Watson denounced for racism

By Mischa Fierer

Prominent geneticist and U of C graduate James Dewey Watson (S.B. ’47), who, with partner Francis Crick, earned worldwide acclaim in the 1950s for the discovery of DNA’s double-helix structure, garnered widespread criticism in Britain and around the world this week for suggesting during an interview that tests have shown that black people are not as intelligent as whites.

The quote appeared in an October 14 article in the Times of London magazine and led London’s Science Museum to cancel a sold-out event at which Watson was to discuss his recently published memoirs.

The article quoted Watson as saying that he was “inherently gloomy about the prospect of Africa” because “all our social policies are based on the fact that their intelligence is the same as ours—whereas all the testing says ‘not really.’” The article also cited him as hoping that all people are equal but as saying that “people who have to deal with black employees find this not true.”

Now one of the most influential scientists alive, Watson came to the U of C at the age of 15. After earning a graduate degree from Indiana University, he went to work at the University of Cambridge’s Cavendish Laboratory where he partnered with Crick and other scientists to make the DNA discovery.

“Watson has always been opinionated,” Herbert Friedmann, associate professor of biochemistry and molecular biology, said in an e-mail interview.

Although he has made controversial comments about race in the past, this time Watson has publicly rejected the notions of race that were attributed to him. “I cannot understand how I could have said what I am quoted as having said,” Watson said in a written statement given to the Associated Press on Thursday.

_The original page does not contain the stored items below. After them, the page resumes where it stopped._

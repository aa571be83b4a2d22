#[cfg(test)]
mod samples {
    use std::collections::BTreeSet;
    use std::fs;
    use std::path::Path;

    use crosscheck::checking::{code_permissions, scan_client, scan_server, validate_catalog, CatalogShape};
    use crosscheck::parsing::{calls, extract_blocks, parse_single_literal, split_arguments, CallMarker};

    fn load(name: &str) -> String {
        let path = Path::new("tests/samples/").join(name);
        fs::read_to_string(&path).unwrap_or_else(|e| panic!("Failed to load file {:?}: {:?}", path, e))
    }

    fn set(names: &[&str]) -> BTreeSet<String> {
        names
            .iter()
            .map(|name| name.to_string())
            .collect()
    }

    #[test]
    fn catalog_declarations() {
        let content = load("CommandCatalog.java");

        let found = calls(&content, CallMarker::constructor("CommandInfo"));
        assert_eq!(found.len(), 3);
        for (offset, arguments) in &found {
            assert_eq!(arguments.len(), 9);
            assert!(content[*offset..]
                .trim_start()
                .starts_with(arguments[0]));
        }

        let commands: Vec<String> = found
            .iter()
            .filter_map(|(_, arguments)| parse_single_literal(arguments[0]))
            .map(|literal| literal.value)
            .collect();
        assert_eq!(commands, vec!["/nation", "/home", "/religion"]);
    }

    #[test]
    fn catalog_records() {
        let content = load("CommandCatalog.java");
        let catalog = validate_catalog(&content, &CatalogShape::default());

        assert!(catalog
            .findings
            .is_empty());
        assert_eq!(catalog.records.len(), 3);

        let nation = &catalog.records[0];
        assert_eq!(
            nation.full_desc,
            "Create, rename (or disband) a nation. Use \"/nation info\" for details."
        );
        assert_eq!(nation.aliases, vec!["/n", "/nat"]);
        assert!(!nation.requires_nation);

        let religion = &catalog.records[2];
        assert_eq!(
            religion.full_desc,
            "Join a religion, found one, or perform a rite.\tRites cost piety."
        );
        assert_eq!(religion.category_name(), "RELIGION");

        assert_eq!(
            catalog.permissions,
            set(&["axiom.home", "axiom.nation", "axiom.religion"])
        );
    }

    #[test]
    fn nested_arguments_split_at_top_level() {
        let content = load("AxiomUiClientEvents.java");

        let block = extract_blocks(&content, CallMarker::call("sendToServer"))
            .next()
            .unwrap();
        assert_eq!(
            split_arguments(block.text),
            vec!["CHANNEL", r#""get_nation""#, r#"payload("tab", "overview")"#]
        );
    }

    #[test]
    fn contract_sides() {
        let client = scan_client(&load("AxiomUiClientEvents.java"));
        assert_eq!(client.requests, set(&["get_nation", "get_religion"]));
        assert_eq!(
            client.handled,
            set(&[
                "nation_data",
                "open_main_menu",
                "religion_data",
                "ui_autotest_start"
            ])
        );

        let server = scan_server(&load("ModCommunicationHandler.java"));
        assert_eq!(server.handled, set(&["get_nation", "get_religion"]));
        assert_eq!(server.responses, set(&["nation_data", "religion_data"]));
    }

    #[test]
    fn permission_checks_in_sources() {
        let java = load("plugin/com/axiom/commands/AdminCommand.java");
        assert_eq!(code_permissions(&java), set(&["axiom.admin"]));

        let kotlin = load("plugin/com/axiom/events/HomeListener.kt");
        assert_eq!(code_permissions(&kotlin), set(&["axiom.home"]));
    }

    #[test]
    fn broken_tail_is_dropped() {
        let mut content = load("CommandCatalog.java");
        content.push_str("\nnew CommandInfo(\"/broken\", List.of(\"unclosed\"");

        assert_eq!(
            extract_blocks(&content, CallMarker::constructor("CommandInfo")).count(),
            3
        );
    }
}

“To all those who have drawn the inference from my words that Africa, as a continent, is somehow genetically inferior, I can only apologize unreservedly. That is not what I meant. More importantly from my point of view, there is no scientific basis for such a belief,” Watson wrote.

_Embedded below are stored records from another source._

//! The individual artifact checkers and the audit that runs them all.

mod cards;
mod catalog;
mod contract;
mod manifest;
mod permissions;
mod recipes;

// Re-export all public symbols
pub use cards::*;
pub use catalog::*;
pub use contract::*;
pub use manifest::*;
pub use permissions::*;
pub use recipes::*;

use std::collections::BTreeSet;
use std::path::{Path, PathBuf};
use tracing::{debug, info};

use crate::loading::Source;
use crate::problem::{Finding, Locator, Report};

/// Where each artifact lives, relative to the project root.
#[derive(Debug, Clone, PartialEq, Eq)]
pub struct Layout {
    pub catalog: PathBuf,
    pub cards: PathBuf,
    pub client: PathBuf,
    pub server: PathBuf,
    pub manifest: PathBuf,
    pub sources: PathBuf,
    /// Tried in order when the server file is not where `server` says.
    pub server_fallbacks: Vec<PathBuf>,
}

impl Default for Layout {
    fn default() -> Self {
        Layout {
            catalog: PathBuf::from("axiom-mod-integration/src/main/java/com/axiom/ui/CommandCatalog.java"),
            cards: PathBuf::from("axiom-mod-integration/src/main/resources/assets/axiomui/religions.json"),
            client: PathBuf::from("axiom-mod-integration/src/main/java/com/axiom/ui/AxiomUiClientEvents.java"),
            server: PathBuf::from("axiom-plugin/src/main/java/com/axiom/infra/network/ModCommunicationHandler.java"),
            manifest: PathBuf::from("axiom-plugin/src/main/resources/plugin.yml"),
            sources: PathBuf::from("axiom-plugin/src/main/java"),
            server_fallbacks: vec![
                PathBuf::from("axiom-plugin/src/main/java/com/axiom/infra/network/ModCommunicationHandler.java"),
                PathBuf::from("axiom-plugin/src/main/java/com/axiom/network/ModCommunicationHandler.java"),
            ],
        }
    }
}

impl Layout {
    /// The configured server file if it exists, otherwise the first
    /// fallback that does. With none present the configured path is kept,
    /// so that reading it reports the failure.
    pub fn resolve_server<'l>(&'l self, source: &impl Source) -> &'l Path {
        if source.exists(&self.server) {
            return self
                .server
                .as_path();
        }

        match self
            .server_fallbacks
            .iter()
            .find(|path| source.exists(path))
        {
            Some(path) => {
                debug!("Using server file {}", path.display());
                path.as_path()
            }
            None => self
                .server
                .as_path(),
        }
    }
}

/// How a path is named in findings: its file name, or the whole path if
/// it has none.
pub fn label(path: &Path) -> String {
    path.file_name()
        .map(|name| {
            name.to_string_lossy()
                .into_owned()
        })
        .unwrap_or_else(|| {
            path.display()
                .to_string()
        })
}

fn read(source: &impl Source, path: &Path, report: &mut Report) -> Option<String> {
    match source.read(path) {
        Ok(text) => Some(text),
        Err(error) => {
            debug!(?error);
            report.push(Finding::error(Locator::artifact(&label(path)), &error));
            None
        }
    }
}

/// Run every check against the artifacts at the given layout. Each
/// artifact is read exactly once; an artifact that cannot be read is
/// reported and the checks depending on it are skipped, but everything
/// else still runs.
pub fn audit(source: &impl Source, layout: &Layout) -> Report {
    let mut report = Report::new();

    let shape = CatalogShape::default();
    let catalog = match read(source, &layout.catalog, &mut report) {
        Some(text) => validate_catalog(&text, &shape),
        None => Catalog::default(),
    };
    info!(
        "Catalog: {} commands, {} findings",
        catalog
            .records
            .len(),
        catalog
            .findings
            .len()
    );
    report.extend(catalog.findings);

    if let Some(text) = read(source, &layout.cards, &mut report) {
        let cards = validate_cards(&text, &label(&layout.cards));
        info!(
            "Cards: {} cards, {} findings",
            cards
                .records
                .len(),
            cards
                .findings
                .len()
        );
        report.extend(cards.findings);
    }

    let server = layout.resolve_server(source);
    let client_text = read(source, &layout.client, &mut report);
    let server_text = read(source, server, &mut report);
    if let (Some(client), Some(server)) = (client_text, server_text) {
        let findings = validate_contract(&client, &server);
        info!("Contract: {} findings", findings.len());
        report.extend(findings);
    }

    let manifest_label = label(&layout.manifest);
    let manifest = read(source, &layout.manifest, &mut report).map(|text| parse_manifest(&text));

    if !source.exists(&layout.sources) {
        report.push(Finding::warning(
            Locator::artifact(&manifest_label),
            PermissionProblem::NoSources(
                layout
                    .sources
                    .display()
                    .to_string(),
            ),
        ));
    }
    let code = scan_sources(source, &layout.sources);

    // An unreadable manifest declares nothing, so everything required is
    // still reported missing.
    let manifest = manifest.unwrap_or_else(|| Manifest {
        permissions: BTreeSet::new(),
        has_section: true,
    });
    if !manifest.has_section {
        report.push(Finding::warning(
            Locator::artifact(&manifest_label),
            PermissionProblem::NoSection,
        ));
    }

    let universe = PermissionUniverse {
        declared: manifest.permissions,
        catalog: catalog.permissions,
        code,
    };
    let findings = validate_permissions(&universe, &manifest_label);
    info!(
        "Permissions: {} required, {} declared, {} missing",
        universe
            .required()
            .len(),
        universe
            .declared
            .len(),
        universe
            .missing()
            .len()
    );
    report.extend(findings);

    report
}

Some scholars have remained unfazed by Watson’s comments, viewing them as the latest incarnations of Watson’s seat-of the-pants personality. Others have expressed grave concerns about the possible ramifications.“I know what to expect,” Eugene Goldwasser, professor emeritus of biochemistry at the University said. Goldwasser, a long-time friend of Watson’s, said that Watson is “not racist” but that he “shoots from the hip” without thinking about the consequences.

Goldwasser said it is “in his nature” to “make statements which are challenging” but that as a personal friend of Watson’s he is not taken aback by his remarks because he is used to it. “He’s done it in the past and he’ll do it in the future,” he said.

But some academics are deeply troubled by his comments.

“It’s a frightening reincarnation of a 500-year-old idea,” Ellen Scott, associate professor of sociology at the University of Oregon, said.

According to Scott, the idea behind Watson’s comments has never had a scientific foundation. Moreover, the genetic idea that some groups of people are physiologically better has been used in colonialism, Nazi Germany, slavery, and the exploitation of women, she said.

Watson was the recipient of the 2007 Chicago Alumni Medal, which recognizes outstanding achievements by alumni.